United States District Court, W.D. Washington, at Tacoma
Jan 12, 2009
Case No. C06-5183RJB (W.D. Wash. Jan. 12, 2009)

Opinion

Case No. C06-5183RJB.

January 12, 2009


ORDER ADOPTING REPORT AND RECOMMENDATION


This matter comes before the Court on the Report and Recommendation of United States Magistrate Judge J. Kelley Arnold. Dkt. 92. The Court has considered the Report and Recommendation (Dkt. 92), Plaintiff's Objections to the Report and Recommendation (Dkt. 94), and the file herein.

Originally filed in February of 2006, Plaintiff brings this civil rights action pursuant to 42 U.S.C. § 1983. Dkt. 6-3. On July 6, 2006, Judge Arnold's recommendation that portions of the Complaint dealing with the return of good time credits be dismissed without prejudice as barred by Heck v. Humphrey, 512 U.S. 477 (1994) was adopted. Dkt. 16. Plaintiff's motion to amend his Complaint was granted to give him an opportunity to clarify his claims of failure to provide adequate medical care, forcing him to submit to unwanted medical care, and battery. Id. On August 28, 2006, Plaintiff filed his First Amended Complaint. Dkt. 19. On September 7, 2006, Plaintiff filed a motion to Appoint Counsel (Dkt. 20) which was denied (Dkt. 22). Plaintiff filed a Motion to file a Second Amended Complaint in November of 2006 (Dkt. 25), which was denied because he failed to attach a proposed Second Amended Complaint (Dkt. 27). Plaintiff again moved to file a Second Amended Complaint in February of 2007. Dkt. 38. His motion was denied because he was attempting to add the claims which were dismissed in July of 2006. Dkt. 41. In March of 2007, Defendants filed a Motion for a More Definite Statement. Dkt. 42. The motion was granted, and Plaintiff filed a Second Amended Complaint. Dkt. 49. Despite being warned not to add claims which had been dismissed or new claims and/or defendants, Plaintiff's Second Amended Complaint contained a claim regarding the loss of his good time credits, and new claims and defendants. Dkt. 49. As a sanction for failing to comply with the orders of the Court, the new claims and new defendants in the Second Amended Complaint were dismissed with prejudice. Dkt. 59.

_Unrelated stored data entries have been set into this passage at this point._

#[cfg(test)]
mod tests {
    use super::*;
    use crate::types::{PythonEnvironment, ServerProviderHandle};
    use kernel_wire::KernelStatus;
    use std::sync::atomic::AtomicUsize;

    struct FakeTransport {
        signals: crate::transport::TransportSignals,
        disposed: AtomicBool,
        dispose_calls: AtomicUsize,
        shutdown_calls: AtomicUsize,
        hang_shutdown: bool,
    }

    impl FakeTransport {
        fn new() -> Arc<Self> {
            Arc::new(Self {
                signals: crate::transport::TransportSignals::new(),
                disposed: AtomicBool::new(false),
                dispose_calls: AtomicUsize::new(0),
                shutdown_calls: AtomicUsize::new(0),
                hang_shutdown: false,
            })
        }

        fn hanging() -> Arc<Self> {
            Arc::new(Self {
                signals: crate::transport::TransportSignals::new(),
                disposed: AtomicBool::new(false),
                dispose_calls: AtomicUsize::new(0),
                shutdown_calls: AtomicUsize::new(0),
                hang_shutdown: true,
            })
        }
    }

    #[async_trait]
    impl SessionTransport for FakeTransport {
        fn id(&self) -> String {
            "s1".to_string()
        }
        fn path(&self) -> String {
            "/tmp/a.ipynb".to_string()
        }
        fn name(&self) -> String {
            "a".to_string()
        }
        fn session_type(&self) -> String {
            "notebook".to_string()
        }
        fn kernel(&self) -> Option<Arc<kernel_wire::KernelConnectionProxy>> {
            None
        }
        fn is_disposed(&self) -> bool {
            self.disposed.load(Ordering::SeqCst)
        }
        fn signals(&self) -> &crate::transport::TransportSignals {
            &self.signals
        }
        async fn set_path(&self, _: &str) -> Result<(), SessionError> {
            Ok(())
        }
        async fn set_name(&self, _: &str) -> Result<(), SessionError> {
            Ok(())
        }
        async fn set_session_type(&self, _: &str) -> Result<(), SessionError> {
            Ok(())
        }
        async fn shutdown(&self) -> Result<(), SessionError> {
            self.shutdown_calls.fetch_add(1, Ordering::SeqCst);
            if self.hang_shutdown {
                futures::future::pending::<()>().await;
            }
            Ok(())
        }
        fn dispose(&self) {
            self.disposed.store(true, Ordering::SeqCst);
            self.dispose_calls.fetch_add(1, Ordering::SeqCst);
        }
    }

    struct NoopDeps;

    #[async_trait]
    impl KernelDependencyService for NoopDeps {
        async fn ensure_kernel_is_usable(
            &self,
            _interpreter: &PythonEnvironment,
            _token: &CancellationToken,
        ) -> Result<(), SessionError> {
            Ok(())
        }
    }

    fn handle() -> ServerProviderHandle {
        ServerProviderHandle {
            extension_id: "ms-jupyter".into(),
            id: "server-1".into(),
            handle: "h1".into(),
        }
    }

    fn notebook() -> Resource {
        Resource {
            uri: "file:///tmp/a.ipynb".into(),
            resource_type: ResourceType::Notebook,
        }
    }

    fn interactive_window() -> Resource {
        Resource {
            uri: "vscode-interactive://1".into(),
            resource_type: ResourceType::InteractiveWindow,
        }
    }

    fn local_metadata() -> KernelConnectionMetadata {
        KernelConnectionMetadata::LocalKernelSpec {
            kernel_spec: "python3".into(),
            interpreter: None,
            server_handle: None,
        }
    }

    fn remote_metadata() -> KernelConnectionMetadata {
        KernelConnectionMetadata::RemoteKernelSpec {
            kernel_spec: "python3".into(),
            server_handle: handle(),
        }
    }

    fn wrapper(metadata: KernelConnectionMetadata, resource: Resource) -> JupyterSessionWrapper {
        JupyterSessionWrapper::new(FakeTransport::new(), metadata, resource, Arc::new(NoopDeps))
    }

    // Constructing a wrapper spawns the core's bridge tasks, so even
    // this synchronous table check needs a runtime.
    #[tokio::test]
    async fn test_shutdown_eligibility_table() {
        // Local connection, any resource: yes.
        assert!(wrapper(local_metadata(), notebook()).can_shutdown_session());
        assert!(wrapper(local_metadata(), interactive_window()).can_shutdown_session());

        // Live remote kernel: never.
        let live = KernelConnectionMetadata::ConnectToLiveRemoteKernel {
            kernel_id: "k1".into(),
            server_handle: handle(),
        };
        assert!(!wrapper(live.clone(), notebook()).can_shutdown_session());
        assert!(!wrapper(live, interactive_window()).can_shutdown_session());

        // Interactive window on a remote server: yes.
        assert!(wrapper(remote_metadata(), interactive_window()).can_shutdown_session());

        // Notebook on a remote server: no.
        assert!(!wrapper(remote_metadata(), notebook()).can_shutdown_session());
    }

    #[tokio::test]
    async fn test_shutdown_fires_did_shutdown_once() {
        let transport = FakeTransport::new();
        let session = JupyterSessionWrapper::new(
            transport.clone(),
            local_metadata(),
            notebook(),
            Arc::new(NoopDeps),
        );
        let mut did_shutdown = session.on_did_shutdown().subscribe();

        session.shutdown().await.unwrap();
        session.shutdown().await.unwrap();

        did_shutdown.recv().await.unwrap();
        tokio::time::sleep(Duration::from_millis(10)).await;
        assert!(did_shutdown.try_recv().is_err());
        assert_eq!(transport.shutdown_calls.load(Ordering::SeqCst), 1);
        assert!(session.core().is_disposed());
        assert_eq!(session.status(), KernelStatus::Dead);
    }

    #[tokio::test]
    async fn test_shutdown_timeout_falls_back_to_local_dispose() {
        let transport = FakeTransport::hanging();
        let session = JupyterSessionWrapper::new(
            transport.clone(),
            local_metadata(),
            notebook(),
            Arc::new(NoopDeps),
        );
        let mut did_shutdown = session.on_did_shutdown().subscribe();

        session.shutdown().await.unwrap();

        did_shutdown.recv().await.unwrap();
        assert!(transport.is_disposed());
        assert!(session.core().is_disposed());
    }

    #[tokio::test]
    async fn test_explicit_shutdown_forces_remote_notebook_session_shutdown() {
        let transport = FakeTransport::new();
        let session = JupyterSessionWrapper::new(
            transport.clone(),
            remote_metadata(),
            notebook(),
            Arc::new(NoopDeps),
        );
        let mut did_shutdown = session.on_did_shutdown().subscribe();

        // Not eligible by the table, but an explicit shutdown overrides.
        assert!(!session.can_shutdown_session());
        session.shutdown().await.unwrap();

        assert_eq!(transport.shutdown_calls.load(Ordering::SeqCst), 1);
        did_shutdown.recv().await.unwrap();
        assert!(session.core().is_disposed());
    }

    #[tokio::test]
    async fn test_dispose_on_remote_notebook_preserves_server_session() {
        let transport = FakeTransport::new();
        let session = JupyterSessionWrapper::new(
            transport.clone(),
            remote_metadata(),
            notebook(),
            Arc::new(NoopDeps),
        );
        let mut did_shutdown = session.on_did_shutdown().subscribe();

        session.dispose().await;

        assert_eq!(transport.shutdown_calls.load(Ordering::SeqCst), 0);
        assert!(transport.is_disposed());
        assert!(session.core().is_disposed());
        tokio::time::sleep(Duration::from_millis(10)).await;
        assert!(did_shutdown.try_recv().is_err());
    }

    struct CountingDeps {
        calls: AtomicUsize,
    }

    #[async_trait]
    impl KernelDependencyService for CountingDeps {
        async fn ensure_kernel_is_usable(
            &self,
            _interpreter: &PythonEnvironment,
            _token: &CancellationToken,
        ) -> Result<(), SessionError> {
            self.calls.fetch_add(1, Ordering::SeqCst);
            Ok(())
        }
    }

    #[tokio::test]
    async fn test_restart_validates_local_dependencies() {
        let deps = Arc::new(CountingDeps {
            calls: AtomicUsize::new(0),
        });
        let metadata = KernelConnectionMetadata::LocalPythonEnv {
            kernel_spec: "python3".into(),
            interpreter: PythonEnvironment::Executable("/usr/bin/python3".into()),
        };
        let session =
            JupyterSessionWrapper::new(FakeTransport::new(), metadata, notebook(), deps.clone());

        // No kernel attached: the restart fails downstream, but the
        // validation must already have run.
        let result = session.restart().await;
        assert!(matches!(result, Err(SessionError::InvalidKernel)));
        assert_eq!(deps.calls.load(Ordering::SeqCst), 1);
    }

    #[tokio::test]
    async fn test_remote_restart_skips_validation() {
        let deps = Arc::new(CountingDeps {
            calls: AtomicUsize::new(0),
        });
        let session = JupyterSessionWrapper::new(
            FakeTransport::new(),
            remote_metadata(),
            notebook(),
            deps.clone(),
        );
        let _ = session.restart().await;
        assert_eq!(deps.calls.load(Ordering::SeqCst), 0);
    }

    #[tokio::test]
    async fn test_failed_wait_for_idle_shuts_down_and_rethrows() {
        let transport = FakeTransport::new();
        let session = JupyterSessionWrapper::new(
            transport.clone(),
            local_metadata(),
            notebook(),
            Arc::new(NoopDeps),
        );
        let result = session
            .wait_for_idle(Duration::from_millis(20), &CancellationToken::new())
            .await;
        assert!(matches!(result, Err(SessionError::WaitForIdleTimeout(_))));
        assert!(session.core().is_disposed());
    }
}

Plaintiff's remaining claims are that he was improperly placed in administrative segregation on two occasions based upon his race and religion in violation of his Due Process rights, he received inadequate medical care for MYRSA contrary to his Eighth Amendment rights, and Defendants used excessive force on him in September of 2005 in violation of his Eighth Amendment rights. Dkt. 49. The Court notes that the Report and Recommendation refers to the date September 29, 2008 (Dkt. 92 at 2) in connection with the two Eighth Amendment claims, but all other pleadings indicate the MYRSA medical care issue and the incident involving force took place in 2005 (See e.g. Dkt. 49, 70, and 88).

Pending before the Court is the Report and Recommendation recommending dismissal of the remaining claims with prejudice. Dkt. 92. The basic facts and further procedural history are contained in the Report and Recommendation and are adopted here by reference. Plaintiff files Objections to the Report and Recommendation, none of which challenge the findings or conclusions in the Report and Recommendation. Dkt. 94. Accordingly, the Report and Recommendation (Dkt. 92) should be adopted. In Plaintiff's Objections, he argues that he should be permitted to amend his Second Amended Complaint and have counsel appointed for him. Dkt. 94. Each of these issues will be addressed in turn.

Plaintiff first argues that he should have been permitted to amend his complaint in order to "prosecute involved persons who caused injuries, and to cure all deficiencies to his complaint." Dkt. 94, at 1. Fed.R.Civ.P. 15(a)(2) provides that "a party may amend its pleading only with the opposing party's written consent or the court's leave. The court should freely give leave when justice so requires." "Five factors are taken into account to assess the propriety of a motion for leave to amend: bad faith, undue delay, prejudice to the opposing party, futility of amendment, and whether the plaintiff has previously amended the complaint. Futility alone can justify the denial of a motion to amend." Johnson v. Buckley, 356 F.3d 1067, 1077 (9th Cir. 2004) ( internal quotations and citations omitted).

To the extent that Plaintiff seeks for the fourth time to amend his complaint, his motion should be denied. This matter has been pending for several years. Plaintiff has had several other opportunities to amend his complaint. Amendment at this stage would likely prejudice the opposing parties. Most importantly, Plaintiff has made no showing that amendment would "cure the deficiencies" in the Complaint such that the case would survive the pending Motion for Summary Judgment. Accordingly, amendment is futile. The motion to amend, to the extent one is made, should be denied.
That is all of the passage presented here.